//! Resolve the date and time of an LLM-generated note.
//!
//! The LLM extraction call returns structured fields (`Title`, `Notes`,
//! `Tags`, and optionally `Date` / `Time`). Its `Date` is often still
//! relative ("tomorrow") or loosely formatted ("2025 - 10 - 20"). An explicit
//! expression in the user's own prompt is more trustworthy, so it takes
//! precedence when present.

use chrono::NaiveDate;
use serde::{Deserialize, Serialize};
use tracing::debug;

use crate::error::{NormalizeError, Result};
use crate::normalize::{
    extract_date_from_text, extract_time_from_text, normalize_date, normalize_time,
};

/// Structured fields returned by the note extraction LLM call.
///
/// Every key is optional; a `null` value is treated like a missing key.
#[derive(Debug, Clone, Default, PartialEq, Eq, Serialize, Deserialize)]
pub struct LlmNoteFields {
    #[serde(rename = "Title", default)]
    pub title: Option<String>,
    #[serde(rename = "Notes", default)]
    pub notes: Option<String>,
    #[serde(rename = "Tags", default)]
    pub tags: Option<Vec<String>>,
    #[serde(rename = "Date", default)]
    pub date: Option<String>,
    #[serde(rename = "Time", default)]
    pub time: Option<String>,
}

impl LlmNoteFields {
    /// Decode the JSON object produced by the extraction call.
    ///
    /// # Errors
    ///
    /// Returns [`NormalizeError::InvalidFields`] if the payload is not a JSON
    /// object of the expected shape.
    pub fn from_json(payload: &str) -> Result<Self> {
        serde_json::from_str(payload).map_err(|e| NormalizeError::InvalidFields(e.to_string()))
    }
}

/// The resolved date and time of a note.
#[derive(Debug, Clone, Default, PartialEq, Eq, Serialize)]
pub struct Schedule {
    /// `YYYY-MM-DD`, free-form passthrough text, or `None`.
    pub date: Option<String>,
    /// `HH:MM`, free-form passthrough text, or `None`.
    pub time: Option<String>,
}

/// Resolve the date and time for a note generated from `prompt`.
///
/// For each of date and time, an expression found in the prompt wins;
/// otherwise the LLM-provided field is normalized (passthrough included).
///
/// # Examples
///
/// ```
/// use chrono::NaiveDate;
/// use note_dates::schedule::{resolve_schedule, LlmNoteFields};
///
/// let today = NaiveDate::from_ymd_opt(2025, 10, 18).unwrap();
/// let fields = LlmNoteFields::from_json(r#"{"Title": "Badminton", "Date": "2025-10-25", "Time": "17:00"}"#).unwrap();
///
/// let schedule = resolve_schedule("Badminton tmr 5pm @polyu", &fields, today);
/// assert_eq!(schedule.date.as_deref(), Some("2025-10-19"));
/// assert_eq!(schedule.time.as_deref(), Some("17:00"));
/// ```
pub fn resolve_schedule(prompt: &str, fields: &LlmNoteFields, today: NaiveDate) -> Schedule {
    let date = match extract_date_from_text(prompt, today) {
        Some(date) => {
            debug!(date = %date, "date taken from prompt");
            Some(date)
        }
        None => normalize_date(fields.date.as_deref(), today),
    };

    let time = match extract_time_from_text(prompt) {
        Some(time) => {
            debug!(time = %time, "time taken from prompt");
            Some(time)
        }
        None => normalize_time(fields.time.as_deref()),
    };

    Schedule { date, time }
}

#[cfg(test)]
mod tests {
    use super::*;

    fn today() -> NaiveDate {
        NaiveDate::from_ymd_opt(2025, 10, 18).unwrap()
    }

    fn fields(date: Option<&str>, time: Option<&str>) -> LlmNoteFields {
        LlmNoteFields {
            date: date.map(str::to_string),
            time: time.map(str::to_string),
            ..Default::default()
        }
    }

    // ── LlmNoteFields tests ─────────────────────────────────────────────

    #[test]
    fn test_fields_full_payload() {
        let payload = r#"{
            "Title": "Badminton at PolyU",
            "Notes": "Remember to play badminton at 5pm tomorrow at PolyU.",
            "Tags": ["badminton", "sports"],
            "Date": "tomorrow",
            "Time": "17:00"
        }"#;
        let parsed = LlmNoteFields::from_json(payload).unwrap();
        assert_eq!(parsed.title.as_deref(), Some("Badminton at PolyU"));
        assert_eq!(parsed.tags, Some(vec!["badminton".to_string(), "sports".to_string()]));
        assert_eq!(parsed.date.as_deref(), Some("tomorrow"));
        assert_eq!(parsed.time.as_deref(), Some("17:00"));
    }

    #[test]
    fn test_fields_optional_keys_and_nulls() {
        let parsed = LlmNoteFields::from_json(r#"{"Title": "Groceries", "Date": null}"#).unwrap();
        assert_eq!(parsed.date, None);
        assert_eq!(parsed.time, None);
        assert_eq!(parsed.tags, None);
    }

    #[test]
    fn test_fields_invalid_payload() {
        let err = LlmNoteFields::from_json("```json {}```").unwrap_err().to_string();
        assert!(err.contains("Invalid note fields"), "got: {err}");
    }

    // ── resolve_schedule tests ──────────────────────────────────────────

    #[test]
    fn test_prompt_overrides_llm_fields() {
        let llm = fields(Some("2025-10-25"), Some("09:00"));
        let schedule = resolve_schedule("Badminton tmr 5pm @polyu", &llm, today());
        assert_eq!(schedule.date.as_deref(), Some("2025-10-19"));
        assert_eq!(schedule.time.as_deref(), Some("17:00"));
    }

    #[test]
    fn test_llm_fields_used_when_prompt_is_silent() {
        let llm = fields(Some("2025 - 11 - 02"), Some("7:30 pm"));
        let schedule = resolve_schedule("Dinner with Sam", &llm, today());
        assert_eq!(schedule.date.as_deref(), Some("2025-11-02"));
        assert_eq!(schedule.time.as_deref(), Some("19:30"));
    }

    #[test]
    fn test_date_and_time_resolve_independently() {
        let llm = fields(Some("friday"), Some("10am"));
        let schedule = resolve_schedule("Dentist 3:15pm", &llm, today());
        assert_eq!(schedule.date.as_deref(), Some("2025-10-24"));
        assert_eq!(schedule.time.as_deref(), Some("15:15"));
    }

    #[test]
    fn test_llm_passthrough_and_missing_fields() {
        let llm = fields(Some("end of the month"), None);
        let schedule = resolve_schedule("Pay rent", &llm, today());
        assert_eq!(schedule.date.as_deref(), Some("end of the month"));
        assert_eq!(schedule.time, None);
    }

    #[test]
    fn test_schedule_serializes_lowercase_keys() {
        let schedule = Schedule {
            date: Some("2025-10-19".to_string()),
            time: None,
        };
        let json = serde_json::to_string(&schedule).unwrap();
        assert_eq!(json, r#"{"date":"2025-10-19","time":null}"#);
    }
}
■ ■ ■ ■
HOW TO COMPLETE THIS TASK = An exact retyping of the full listing is required.

EXERCISE RESPONSE =
//! Resolve the date and time of an LLM-generated note.
//!
//! The LLM extraction call returns structured fields (`Title`, `Notes`,
//! `Tags`, and optionally `Date` / `Time`). Its `Date` is often still
//! relative ("tomorrow") or loosely formatted ("2025 - 10 - 20"). An explicit
//! expression in the user's own prompt is more trustworthy, so it takes
//! precedence when present.

use chrono::NaiveDate;
use serde::{Deserialize, Serialize};
use tracing::debug;

use crate::error::{NormalizeError, Result};
use crate::normalize::{
    extract_date_from_text, extract_time_from_text, normalize_date, normalize_time,
};

/// Structured fields returned by the note extraction LLM call.
///
/// Every key is optional; a `null` value is treated like a missing key.
#[derive(Debug, Clone, Default, PartialEq, Eq, Serialize, Deserialize)]
pub struct LlmNoteFields {
    #[serde(rename = "Title", default)]
    pub title: Option<String>,
    #[serde(rename = "Notes", default)]
    pub notes: Option<String>,
    #[serde(rename = "Tags", default)]
    pub tags: Option<Vec<String>>,
    #[serde(rename = "Date", default)]
    pub date: Option<String>,
    #[serde(rename = "Time", default)]
    pub time: Option<String>,
}

impl LlmNoteFields {
    /// Decode the JSON object produced by the extraction call.
    ///
    /// # Errors
    ///
    /// Returns [`NormalizeError::InvalidFields`] if the payload is not a JSON
    /// object of the expected shape.
    pub fn from_json(payload: &str) -> Result<Self> {
        serde_json::from_str(payload).map_err(|e| NormalizeError::InvalidFields(e.to_string()))
    }
}

/// The resolved date and time of a note.
#[derive(Debug, Clone, Default, PartialEq, Eq, Serialize)]
pub struct Schedule {
    /// `YYYY-MM-DD`, free-form passthrough text, or `None`.
    pub date: Option<String>,
    /// `HH:MM`, free-form passthrough text, or `None`.
    pub time: Option<String>,
}

/// Resolve the date and time for a note generated from `prompt`.
///
/// For each of date and time, an expression found in the prompt wins;
/// otherwise the LLM-provided field is normalized (passthrough included).
///
/// # Examples
///
/// ```
/// use chrono::NaiveDate;
/// use note_dates::schedule::{resolve_schedule, LlmNoteFields};
///
/// let today = NaiveDate::from_ymd_opt(2025, 10, 18).unwrap();
/// let fields = LlmNoteFields::from_json(r#"{"Title": "Badminton", "Date": "2025-10-25", "Time": "17:00"}"#).unwrap();
///
/// let schedule = resolve_schedule("Badminton tmr 5pm @polyu", &fields, today);
/// assert_eq!(schedule.date.as_deref(), Some("2025-10-19"));
/// assert_eq!(schedule.time.as_deref(), Some("17:00"));
/// ```
pub fn resolve_schedule(prompt: &str, fields: &LlmNoteFields, today: NaiveDate) -> Schedule {
    let date = match extract_date_from_text(prompt, today) {
        Some(date) => {
            debug!(date = %date, "date taken from prompt");
            Some(date)
        }
        None => normalize_date(fields.date.as_deref(), today),
    };

    let time = match extract_time_from_text(prompt) {
        Some(time) => {
            debug!(time = %time, "time taken from prompt");
            Some(time)
        }
        None => normalize_time(fields.time.as_deref()),
    };

    Schedule { date, time }
}

#[cfg(test)]
mod tests {
    use super::*;

    fn today() -> NaiveDate {
        NaiveDate::from_ymd_opt(2025, 10, 18).unwrap()
    }

    fn fields(date: Option<&str>, time: Option<&str>) -> LlmNoteFields {
        LlmNoteFields {
            date: date.map(str::to_string),
            time: time.map(str::to_string),
            ..Default::default()
        }
    }

    // ── LlmNoteFields tests ─────────────────────────────────────────────

    #[test]
    fn test_fields_full_payload() {
        let payload = r#"{
            "Title": "Badminton at PolyU",
            "Notes": "Remember to play badminton at 5pm tomorrow at PolyU.",
            "Tags": ["badminton", "sports"],
            "Date": "tomorrow",
            "Time": "17:00"
        }"#;
        let parsed = LlmNoteFields::from_json(payload).unwrap();
        assert_eq!(parsed.title.as_deref(), Some("Badminton at PolyU"));
        assert_eq!(parsed.tags, Some(vec!["badminton".to_string(), "sports".to_string()]));
        assert_eq!(parsed.date.as_deref(), Some("tomorrow"));
        assert_eq!(parsed.time.as_deref(), Some("17:00"));
    }

    #[test]
    fn test_fields_optional_keys_and_nulls() {
        let parsed = LlmNoteFields::from_json(r#"{"Title": "Groceries", "Date": null}"#).unwrap();
        assert_eq!(parsed.date, None);
        assert_eq!(parsed.time, None);
        assert_eq!(parsed.tags, None);
    }

    #[test]
    fn test_fields_invalid_payload() {
        let err = LlmNoteFields::from_json("```json {}```").unwrap_err().to_string();
        assert!(err.contains("Invalid note fields"), "got: {err}");
    }

    // ── resolve_schedule tests ──────────────────────────────────────────

    #[test]
    fn test_prompt_overrides_llm_fields() {
        let llm = fields(Some("2025-10-25"), Some("09:00"));
        let schedule = resolve_schedule("Badminton tmr 5pm @polyu", &llm, today());
        assert_eq!(schedule.date.as_deref(), Some("2025-10-19"));
        assert_eq!(schedule.time.as_deref(), Some("17:00"));
    }

    #[test]
    fn test_llm_fields_used_when_prompt_is_silent() {
        let llm = fields(Some("2025 - 11 - 02"), Some("7:30 pm"));
        let schedule = resolve_schedule("Dinner with Sam", &llm, today());
        assert_eq!(schedule.date.as_deref(), Some("2025-11-02"));
        assert_eq!(schedule.time.as_deref(), Some("19:30"));
    }

    #[test]
    fn test_date_and_time_resolve_independently() {
        let llm = fields(Some("friday"), Some("10am"));
        let schedule = resolve_schedule("Dentist 3:15pm", &llm, today());
        assert_eq!(schedule.date.as_deref(), Some("2025-10-24"));
        assert_eq!(schedule.time.as_deref(), Some("15:15"));
    }

    #[test]
    fn test_llm_passthrough_and_missing_fields() {
        let llm = fields(Some("end of the month"), None);
        let schedule = resolve_schedule("Pay rent", &llm, today());
        assert_eq!(schedule.date.as_deref(), Some("end of the month"));
        assert_eq!(schedule.time, None);
    }

    #[test]
    fn test_schedule_serializes_lowercase_keys() {
        let schedule = Schedule {
            date: Some("2025-10-19".to_string()),
            time: None,
        };
        let json = serde_json::to_string(&schedule).unwrap();
        assert_eq!(json, r#"{"date":"2025-10-19","time":null}"#);
    }
}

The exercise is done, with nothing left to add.